Cellular microRNAs target SARS-CoV-2 spike protein and restrict viral replication.

Abstract

MicroRNAs (miRNAs) regulate gene expression post-transcriptionally and are implicated in viral replication and host tropism. miRNAs can impact the viruses either by directly interacting with the viral genome or modulating host factors. Although many miRNAs have predicted binding sites in the Severe Acute Respiratory Syndrome Coronavirus 2 (SARS-CoV-2) viral RNA genome, little experimental validation has been done. We first identified 492 miRNAs that have binding site(s) on the spike (S) viral RNA by a bioinformatics prediction. We then validated the selected 39 miRNAs by examining S-protein levels after co-expressing the S-protein and a miRNA into the cells. Seven miRNAs were found to reduce the S-protein levels more than 50%. Among them, miR-15a, miR-153, miR-298, miR-508, miR-1909 and miR-3130 also significantly reduced SARS-CoV-2 viral replication. SARS-CoV-2 infection decreased the expression levels of miR-298, miR-497, miR-508, miR-1909, and miR-3130, but had no significant effects on miR-15a and miR-153 levels.

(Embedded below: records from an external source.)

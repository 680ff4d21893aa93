use std::fmt;
use std::str::FromStr;

pub const INFO_LABEL: &str = "INFO";
pub const DEBUG_LABEL: &str = "DEBUG";
pub const WARN_LABEL: &str = "WARNING";
pub const ERROR_LABEL: &str = "ERROR";
pub const FATAL_LABEL: &str = "FATAL";

/// Decorative marker placed in front of the severity label when the logger
/// stamps lines with local wall-clock time.
pub const LOCAL_TIME_LABEL: &str = "[lcl]";

/// Marker used instead of [`LOCAL_TIME_LABEL`] when stamping in UTC.
pub const UTC_TIME_LABEL: &str = "[utc]";

/// Errors raised while configuring labels.
#[derive(Debug, Clone, PartialEq, Eq, thiserror::Error)]
pub enum LabelError {
    /// A severity label override was the empty string.
    #[error("invalid {severity} label specified")]
    Empty { severity: Severity },

    /// A severity name could not be parsed.
    #[error("unknown severity: {0:?}")]
    UnknownSeverity(String),
}

/// The importance tier of a log line.
#[derive(Debug, Clone, Copy, PartialEq, Eq, Hash)]
pub enum Severity {
    Info,
    Debug,
    Warn,
    Error,
    Fatal,
}

impl Severity {
    /// Every severity, in label-override argument order.
    pub const ALL: [Severity; 5] = [
        Severity::Info,
        Severity::Debug,
        Severity::Warn,
        Severity::Error,
        Severity::Fatal,
    ];

    pub fn as_str(self) -> &'static str {
        match self {
            Severity::Info => "info",
            Severity::Debug => "debug",
            Severity::Warn => "warning",
            Severity::Error => "error",
            Severity::Fatal => "fatal",
        }
    }
}

impl fmt::Display for Severity {
    fn fmt(&self, f: &mut fmt::Formatter<'_>) -> fmt::Result {
        f.write_str(self.as_str())
    }
}

impl FromStr for Severity {
    type Err = LabelError;

    fn from_str(s: &str) -> Result<Self, Self::Err> {
        match s.to_ascii_lowercase().as_str() {
            "info" => Ok(Severity::Info),
            "debug" => Ok(Severity::Debug),
            "warn" | "warning" => Ok(Severity::Warn),
            "error" => Ok(Severity::Error),
            "fatal" => Ok(Severity::Fatal),
            _ => Err(LabelError::UnknownSeverity(s.to_string())),
        }
    }
}

/// Display strings for the five severities.
///
/// A value of this type always holds five non-empty labels: the only
/// constructors are [`Default`] and the validating [`SeverityLabels::new`].
#[derive(Debug, Clone, PartialEq, Eq)]
pub struct SeverityLabels {
    info: String,
    debug: String,
    warn: String,
    error: String,
    fatal: String,
}

impl SeverityLabels {
    /// Build a label set, rejecting the first empty label found in argument
    /// order.
    pub fn new(
        info: impl Into<String>,
        debug: impl Into<String>,
        warn: impl Into<String>,
        error: impl Into<String>,
        fatal: impl Into<String>,
    ) -> Result<Self, LabelError> {
        let labels = Self {
            info: info.into(),
            debug: debug.into(),
            warn: warn.into(),
            error: error.into(),
            fatal: fatal.into(),
        };

        if let Some(severity) = Severity::ALL
            .into_iter()
            .find(|severity| labels.get(*severity).is_empty())
        {
            return Err(LabelError::Empty { severity });
        }

        Ok(labels)
    }

    pub fn get(&self, severity: Severity) -> &str {
        match severity {
            Severity::Info => &self.info,
            Severity::Debug => &self.debug,
            Severity::Warn => &self.warn,
            Severity::Error => &self.error,
            Severity::Fatal => &self.fatal,
        }
    }
}

impl Default for SeverityLabels {
    fn default() -> Self {
        Self {
            info: INFO_LABEL.to_string(),
            debug: DEBUG_LABEL.to_string(),
            warn: WARN_LABEL.to_string(),
            error: ERROR_LABEL.to_string(),
            fatal: FATAL_LABEL.to_string(),
        }
    }
}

Intriguingly, the targeting sequences of these miRNAs on the S viral RNA showed sequence conservation among the variants of concern. Our results suggest that these miRNAs elicit effective antiviral defense against SARS-CoV-2 by modulating S-protein expression and are likely targeting all the variants. Thus, the data signifies the therapeutic potential of miRNA-based therapy for SARS-CoV-2 infections.